## What this task involves:
Among the records below, find each line bearing the word "message" and copy it.

## Records shown:
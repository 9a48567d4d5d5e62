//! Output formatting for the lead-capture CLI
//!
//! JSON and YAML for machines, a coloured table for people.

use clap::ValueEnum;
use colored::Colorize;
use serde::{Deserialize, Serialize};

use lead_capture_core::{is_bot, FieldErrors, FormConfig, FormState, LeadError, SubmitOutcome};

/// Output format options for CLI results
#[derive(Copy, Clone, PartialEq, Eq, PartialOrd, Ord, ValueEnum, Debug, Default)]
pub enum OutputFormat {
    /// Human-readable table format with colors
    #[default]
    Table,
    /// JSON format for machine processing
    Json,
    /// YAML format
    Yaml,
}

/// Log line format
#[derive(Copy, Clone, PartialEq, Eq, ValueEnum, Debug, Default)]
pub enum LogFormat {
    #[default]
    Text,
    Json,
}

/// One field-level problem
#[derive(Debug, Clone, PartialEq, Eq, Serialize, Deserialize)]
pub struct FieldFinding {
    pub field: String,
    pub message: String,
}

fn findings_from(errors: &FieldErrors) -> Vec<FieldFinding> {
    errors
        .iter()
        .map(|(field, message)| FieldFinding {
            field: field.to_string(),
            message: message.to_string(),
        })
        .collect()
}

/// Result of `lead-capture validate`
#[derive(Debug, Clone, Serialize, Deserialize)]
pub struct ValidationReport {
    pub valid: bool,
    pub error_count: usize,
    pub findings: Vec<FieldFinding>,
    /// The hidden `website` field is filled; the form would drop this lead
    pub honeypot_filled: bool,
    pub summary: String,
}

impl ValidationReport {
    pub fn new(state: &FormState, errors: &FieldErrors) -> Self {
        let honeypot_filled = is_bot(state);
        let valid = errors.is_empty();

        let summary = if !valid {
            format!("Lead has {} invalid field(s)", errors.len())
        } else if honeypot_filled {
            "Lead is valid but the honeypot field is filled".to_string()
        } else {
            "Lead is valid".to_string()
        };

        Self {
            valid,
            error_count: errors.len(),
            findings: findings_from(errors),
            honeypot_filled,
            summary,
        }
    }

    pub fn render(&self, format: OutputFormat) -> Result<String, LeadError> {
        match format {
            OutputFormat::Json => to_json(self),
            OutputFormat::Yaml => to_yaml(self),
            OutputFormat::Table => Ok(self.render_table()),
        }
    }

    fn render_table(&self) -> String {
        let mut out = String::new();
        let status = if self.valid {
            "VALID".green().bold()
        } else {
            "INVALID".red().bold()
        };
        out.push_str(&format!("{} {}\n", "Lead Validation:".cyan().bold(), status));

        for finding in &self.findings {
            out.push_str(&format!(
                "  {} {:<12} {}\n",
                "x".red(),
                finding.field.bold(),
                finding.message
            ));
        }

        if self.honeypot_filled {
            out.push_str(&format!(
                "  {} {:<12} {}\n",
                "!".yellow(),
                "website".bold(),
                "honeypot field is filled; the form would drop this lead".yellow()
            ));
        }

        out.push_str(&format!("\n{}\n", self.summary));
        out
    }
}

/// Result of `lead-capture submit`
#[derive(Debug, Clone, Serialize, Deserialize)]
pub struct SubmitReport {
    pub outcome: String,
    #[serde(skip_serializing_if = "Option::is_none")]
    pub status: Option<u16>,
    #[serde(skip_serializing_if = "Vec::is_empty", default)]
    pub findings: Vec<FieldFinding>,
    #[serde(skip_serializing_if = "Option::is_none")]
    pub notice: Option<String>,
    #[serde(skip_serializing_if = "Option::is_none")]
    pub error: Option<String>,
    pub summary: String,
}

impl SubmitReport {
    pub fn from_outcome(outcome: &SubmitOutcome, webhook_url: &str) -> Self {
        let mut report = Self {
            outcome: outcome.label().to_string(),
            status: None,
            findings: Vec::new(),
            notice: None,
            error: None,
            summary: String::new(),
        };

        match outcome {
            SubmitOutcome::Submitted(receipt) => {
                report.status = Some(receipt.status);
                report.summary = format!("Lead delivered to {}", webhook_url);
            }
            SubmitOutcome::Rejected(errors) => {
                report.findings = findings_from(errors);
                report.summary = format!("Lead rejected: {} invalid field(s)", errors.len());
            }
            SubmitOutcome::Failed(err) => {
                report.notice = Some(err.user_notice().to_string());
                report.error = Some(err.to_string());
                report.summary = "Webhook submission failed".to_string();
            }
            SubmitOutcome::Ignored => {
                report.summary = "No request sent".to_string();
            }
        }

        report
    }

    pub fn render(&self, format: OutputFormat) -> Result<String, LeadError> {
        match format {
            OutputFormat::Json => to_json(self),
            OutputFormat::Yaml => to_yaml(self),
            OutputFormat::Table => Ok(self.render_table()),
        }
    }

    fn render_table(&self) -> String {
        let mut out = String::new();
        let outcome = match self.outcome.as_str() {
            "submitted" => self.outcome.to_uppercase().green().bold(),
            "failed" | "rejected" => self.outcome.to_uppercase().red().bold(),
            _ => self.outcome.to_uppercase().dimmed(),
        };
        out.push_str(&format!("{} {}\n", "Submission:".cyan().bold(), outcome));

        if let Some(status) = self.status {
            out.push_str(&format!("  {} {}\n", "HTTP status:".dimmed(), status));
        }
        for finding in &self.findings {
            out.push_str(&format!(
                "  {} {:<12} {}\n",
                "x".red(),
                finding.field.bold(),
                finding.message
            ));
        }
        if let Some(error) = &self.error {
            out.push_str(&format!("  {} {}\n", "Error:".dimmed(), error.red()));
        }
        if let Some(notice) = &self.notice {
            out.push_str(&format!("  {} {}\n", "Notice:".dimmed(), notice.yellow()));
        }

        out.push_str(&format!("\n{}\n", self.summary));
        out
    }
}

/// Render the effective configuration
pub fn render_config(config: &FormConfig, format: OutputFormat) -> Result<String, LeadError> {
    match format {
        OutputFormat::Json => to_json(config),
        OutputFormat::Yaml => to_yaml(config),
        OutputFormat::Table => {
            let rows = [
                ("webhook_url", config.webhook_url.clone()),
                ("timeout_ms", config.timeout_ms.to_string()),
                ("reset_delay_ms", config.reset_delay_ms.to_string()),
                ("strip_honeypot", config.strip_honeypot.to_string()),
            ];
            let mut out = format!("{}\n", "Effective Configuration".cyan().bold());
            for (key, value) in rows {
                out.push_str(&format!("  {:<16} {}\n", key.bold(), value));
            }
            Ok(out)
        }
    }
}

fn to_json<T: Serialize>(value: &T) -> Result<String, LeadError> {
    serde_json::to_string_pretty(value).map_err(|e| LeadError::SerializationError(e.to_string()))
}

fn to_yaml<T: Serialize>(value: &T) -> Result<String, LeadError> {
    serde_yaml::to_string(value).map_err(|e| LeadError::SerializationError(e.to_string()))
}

--

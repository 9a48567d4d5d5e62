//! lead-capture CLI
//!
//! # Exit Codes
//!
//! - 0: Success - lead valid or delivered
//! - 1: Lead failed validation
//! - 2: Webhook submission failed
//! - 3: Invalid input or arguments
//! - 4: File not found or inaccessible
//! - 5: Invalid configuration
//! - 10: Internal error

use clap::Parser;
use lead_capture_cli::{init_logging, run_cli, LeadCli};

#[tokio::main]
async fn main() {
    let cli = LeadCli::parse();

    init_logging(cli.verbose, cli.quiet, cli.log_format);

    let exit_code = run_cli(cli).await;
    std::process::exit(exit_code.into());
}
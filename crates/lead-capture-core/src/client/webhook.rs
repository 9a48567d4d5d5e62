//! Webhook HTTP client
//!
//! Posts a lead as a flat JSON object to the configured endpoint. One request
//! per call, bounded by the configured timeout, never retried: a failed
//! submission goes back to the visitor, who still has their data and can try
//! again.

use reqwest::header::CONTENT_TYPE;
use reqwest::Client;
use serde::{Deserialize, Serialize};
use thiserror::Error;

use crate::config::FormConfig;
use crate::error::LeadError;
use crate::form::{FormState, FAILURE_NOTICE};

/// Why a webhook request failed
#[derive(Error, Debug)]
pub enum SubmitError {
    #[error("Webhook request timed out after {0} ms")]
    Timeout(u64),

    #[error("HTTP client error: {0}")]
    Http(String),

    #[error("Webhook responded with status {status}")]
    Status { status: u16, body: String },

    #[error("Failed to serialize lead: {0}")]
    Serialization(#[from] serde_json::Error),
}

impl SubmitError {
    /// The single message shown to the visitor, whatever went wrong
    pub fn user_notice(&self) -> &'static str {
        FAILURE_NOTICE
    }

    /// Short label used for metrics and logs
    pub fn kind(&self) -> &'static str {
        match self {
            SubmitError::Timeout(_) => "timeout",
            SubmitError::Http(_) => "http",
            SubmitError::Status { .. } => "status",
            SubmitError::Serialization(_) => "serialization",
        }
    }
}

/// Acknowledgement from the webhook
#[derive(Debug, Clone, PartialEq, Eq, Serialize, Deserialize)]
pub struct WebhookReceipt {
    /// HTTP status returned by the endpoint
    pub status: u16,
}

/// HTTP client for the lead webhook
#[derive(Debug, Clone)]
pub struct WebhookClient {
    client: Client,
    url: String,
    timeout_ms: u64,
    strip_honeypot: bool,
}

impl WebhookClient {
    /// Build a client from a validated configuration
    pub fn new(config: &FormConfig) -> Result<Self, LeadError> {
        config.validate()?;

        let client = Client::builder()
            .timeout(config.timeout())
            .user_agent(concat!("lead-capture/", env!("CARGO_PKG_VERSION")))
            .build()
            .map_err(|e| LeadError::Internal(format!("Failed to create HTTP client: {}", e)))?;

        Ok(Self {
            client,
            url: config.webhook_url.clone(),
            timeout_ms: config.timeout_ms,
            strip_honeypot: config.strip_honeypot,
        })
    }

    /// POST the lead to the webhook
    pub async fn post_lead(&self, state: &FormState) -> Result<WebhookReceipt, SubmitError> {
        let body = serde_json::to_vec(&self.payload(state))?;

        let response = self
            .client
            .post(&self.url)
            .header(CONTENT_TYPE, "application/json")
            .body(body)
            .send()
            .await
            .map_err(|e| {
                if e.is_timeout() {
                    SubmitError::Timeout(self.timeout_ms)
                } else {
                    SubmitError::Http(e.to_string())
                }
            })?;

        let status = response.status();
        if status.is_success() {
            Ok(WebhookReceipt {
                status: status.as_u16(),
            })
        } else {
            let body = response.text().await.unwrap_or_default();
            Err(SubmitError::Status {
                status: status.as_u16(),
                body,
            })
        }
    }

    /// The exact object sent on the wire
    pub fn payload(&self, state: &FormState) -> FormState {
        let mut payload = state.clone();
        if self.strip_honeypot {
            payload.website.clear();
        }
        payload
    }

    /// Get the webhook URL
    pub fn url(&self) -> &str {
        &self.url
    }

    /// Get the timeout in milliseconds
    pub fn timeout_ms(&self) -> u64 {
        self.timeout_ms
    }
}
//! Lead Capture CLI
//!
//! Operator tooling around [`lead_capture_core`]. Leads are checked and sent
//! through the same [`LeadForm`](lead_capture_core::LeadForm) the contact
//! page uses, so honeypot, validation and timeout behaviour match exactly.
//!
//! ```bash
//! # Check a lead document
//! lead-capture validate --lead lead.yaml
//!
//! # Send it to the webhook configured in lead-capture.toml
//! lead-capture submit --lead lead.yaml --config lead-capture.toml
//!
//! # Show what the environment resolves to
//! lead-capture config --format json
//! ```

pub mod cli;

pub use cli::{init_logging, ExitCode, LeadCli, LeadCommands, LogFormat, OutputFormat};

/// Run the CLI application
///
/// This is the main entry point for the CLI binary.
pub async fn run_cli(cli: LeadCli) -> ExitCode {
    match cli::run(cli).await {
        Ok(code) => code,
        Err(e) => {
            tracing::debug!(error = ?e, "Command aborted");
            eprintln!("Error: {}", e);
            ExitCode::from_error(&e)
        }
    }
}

## Your solution:
    pub message: String,
        .map(|(field, message)| FieldFinding {
            message: message.to_string(),
                finding.message
                finding.message
    /// The single message shown to the visitor, whatever went wrong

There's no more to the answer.